These functions simplify and unify sampling in various ways.

Usage

resample(..., replace = TRUE)

deal(...)

shuffle(x, replace = FALSE, prob = NULL, groups = NULL, orig.ids = FALSE)

sample(x, size, replace = FALSE, ...)

# S3 method for default sample( x, size, replace = FALSE, prob = NULL, groups = NULL, orig.ids = FALSE, ... )

# S3 method for data.frame sample( x, size, replace = FALSE, prob = NULL, groups = NULL, orig.ids = TRUE, fixed = names(x), shuffled = c(), invisibly.return = NULL, ... )

# S3 method for matrix sample( x, size, replace = FALSE, prob = NULL, groups = NULL, orig.ids = FALSE, ... )

# S3 method for factor sample( x, size, replace = FALSE, prob = NULL, groups = NULL, orig.ids = FALSE, drop.unused.levels = FALSE, ... )

# S3 method for lm sample( x, size, replace = FALSE, prob = NULL, groups = NULL, orig.ids = FALSE, drop.unused.levels = FALSE, parametric = FALSE, transformation = NULL, ... )

Arguments

...

additional arguments passed to base::sample() or sample().

replace

Should sampling be with replacement?

x

Either a vector of one or more elements from which to choose, or a positive integer.

prob

A vector of probability weights for obtaining the elements of the vector being sampled.

groups

a vector (or variable in a data frame) specifying groups to sample within.
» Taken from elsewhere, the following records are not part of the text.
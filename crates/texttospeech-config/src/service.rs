use std::time::Duration;

use indexmap::IndexMap;
use serde::Deserialize;

/// Public endpoint of the service in the `us-south` region
pub const DEFAULT_SERVICE_URL: &str = "https://api.us-south.text-to-speech.watson.cloud.ibm.com";

/// Retries attempted when none are configured
pub const DEFAULT_MAX_RETRIES: u32 = 4;

/// Backoff ceiling when none is configured
pub const DEFAULT_MAX_RETRY_INTERVAL: Duration = Duration::from_secs(30);

/// Endpoint and transport settings
#[derive(Debug, Clone, Deserialize)]
#[serde(deny_unknown_fields)]
pub struct ServiceConfig {
    /// Base URL, including any instance path prefix
    #[serde(default = "default_url")]
    pub url: String,
    /// Accept invalid TLS certificates
    #[serde(default)]
    pub disable_ssl_verification: bool,
    /// Gzip request bodies
    #[serde(default)]
    pub enable_gzip: bool,
    /// Request timeout (e.g. "60s")
    #[serde(default)]
    pub timeout: Option<String>,
    /// Headers sent with every request
    #[serde(default)]
    pub headers: IndexMap<String, String>,
    /// Automatic retries; disabled when absent
    #[serde(default)]
    pub retries: Option<RetryConfig>,
}

impl Default for ServiceConfig {
    fn default() -> Self {
        Self {
            url: default_url(),
            disable_ssl_verification: false,
            enable_gzip: false,
            timeout: None,
            headers: IndexMap::new(),
            retries: None,
        }
    }
}

impl ServiceConfig {
    /// Parsed request timeout
    ///
    /// # Errors
    ///
    /// Returns an error if the timeout string is not a valid duration
    pub fn timeout(&self) -> anyhow::Result<Option<Duration>> {
        self.timeout.as_deref().map(|s| parse_duration("service.timeout", s)).transpose()
    }
}

/// Retry policy for transient failures
#[derive(Debug, Clone, Default, Deserialize)]
#[serde(deny_unknown_fields)]
pub struct RetryConfig {
    /// Maximum retries after the first attempt; 0 selects the default
    #[serde(default)]
    pub max_retries: u32,
    /// Upper bound on the delay between attempts (e.g. "20s"); unset selects the default
    #[serde(default)]
    pub max_retry_interval: Option<String>,
}

impl RetryConfig {
    /// Maximum retries, with 0 replaced by [`DEFAULT_MAX_RETRIES`]
    pub const fn max_retries(&self) -> u32 {
        if self.max_retries == 0 {
            DEFAULT_MAX_RETRIES
        } else {
            self.max_retries
        }
    }

    /// Backoff ceiling, with unset or zero replaced by [`DEFAULT_MAX_RETRY_INTERVAL`]
    ///
    /// # Errors
    ///
    /// Returns an error if the interval string is not a valid duration
    pub fn max_retry_interval(&self) -> anyhow::Result<Duration> {
        let interval = match self.max_retry_interval.as_deref() {
            Some(s) => parse_duration("service.retries.max_retry_interval", s)?,
            None => Duration::ZERO,
        };

        Ok(if interval.is_zero() {
            DEFAULT_MAX_RETRY_INTERVAL
        } else {
            interval
        })
    }
}

fn default_url() -> String {
    DEFAULT_SERVICE_URL.to_owned()
}

pub(crate) fn parse_duration(field: &str, s: &str) -> anyhow::Result<Duration> {
    duration_str::parse(s).map_err(|e| anyhow::anyhow!("invalid duration for {field} '{s}': {e}"))
}

#[cfg(test)]
mod tests {
    use super::*;

    #[test]
    fn defaults() {
        let config: ServiceConfig = toml::from_str("").unwrap();

        assert_eq!(config.url, DEFAULT_SERVICE_URL);
        assert!(!config.enable_gzip);
        assert!(config.retries.is_none());
        assert_eq!(config.timeout().unwrap(), None);
    }

    #[test]
    fn retry_defaults_replace_zero() {
        let retries: RetryConfig = toml::from_str("max_retries = 0").unwrap();

        assert_eq!(retries.max_retries(), DEFAULT_MAX_RETRIES);
        assert_eq!(retries.max_retry_interval().unwrap(), DEFAULT_MAX_RETRY_INTERVAL);
    }

    #[test]
    fn durations_are_parsed() {
        let config: ServiceConfig = toml::from_str(
            r#"
            timeout = "90s"

            [retries]
            max_retries = 2
            max_retry_interval = "45s"
            "#,
        )
        .unwrap();

        assert_eq!(config.timeout().unwrap(), Some(Duration::from_secs(90)));
        let retries = config.retries.unwrap();
        assert_eq!(retries.max_retries(), 2);
        assert_eq!(retries.max_retry_interval().unwrap(), Duration::from_secs(45));
    }

    #[test]
    fn invalid_duration_is_reported() {
        let config: ServiceConfig = toml::from_str(r#"timeout = "soon""#).unwrap();
        let err = config.timeout().unwrap_err();
        assert!(err.to_string().contains("service.timeout"));
    }
}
This will be recycled if necessary.

orig.ids

a logical; should original ids be included in returned data frame?

size

a non-negative integer giving the number of items to choose.

fixed

a vector of column names. These variables are shuffled en masse, preserving associations among these columns.

shuffled

a vector of column names. these variables are reshuffled individually (within groups if groups is specified), breaking associations among these columns. examples.

invisibly.return

a logical, should return be invisible?

drop.unused.levels

a logical, should unused levels be dropped?

parametric

A logical indicating whether the resampling should be done parametrically.

transformation

NULL or a function providing a transformation to be applied to the synthetic responses. If NULL, an attempt it made to infer the appropriate transformation from the original call as recorded in x.

Details

These functions are wrappers around sample() providing different defaults and natural names.

Examples

Run this code
# 100 Bernoulli trials -- no need for replace=TRUE
resample(0:1, 100)
tally(resample(0:1, 100))
if (require(mosaicData)) {
Small <- sample(KidsFeet, 10)
resample(Small)
tally(~ sex, data=resample(Small))
tally(~ sex, data=resample(Small))
# fixed marginals for sex
tally(~ sex, data=Small)
tally(~ sex, data=resample(Small, groups=sex)) 
# shuffled can be used to reshuffle some variables within groups
# orig.id shows where the values were in original data frame.
Small <- mutate(Small, 
   id1 = paste(sex,1:10, sep=":"),  
   id2 = paste(sex,1:10, sep=":"))
resample(Small, groups=sex, shuffled=c("id1","id2"))
}
deal(Cards, 13)    # A Bridge hand
shuffle(Cards)
model <- lm(width ~length * sex, data = KidsFeet)
KidsFeet |> head()
resample(model) |> head()
Boot <- do(500) * lm(width ~ length * sex, data = resample(KidsFeet))
df_stats(~ Intercept + length + sexG + length.sexG, data = Boot, sd)
head(Boot)
summary(coef(model))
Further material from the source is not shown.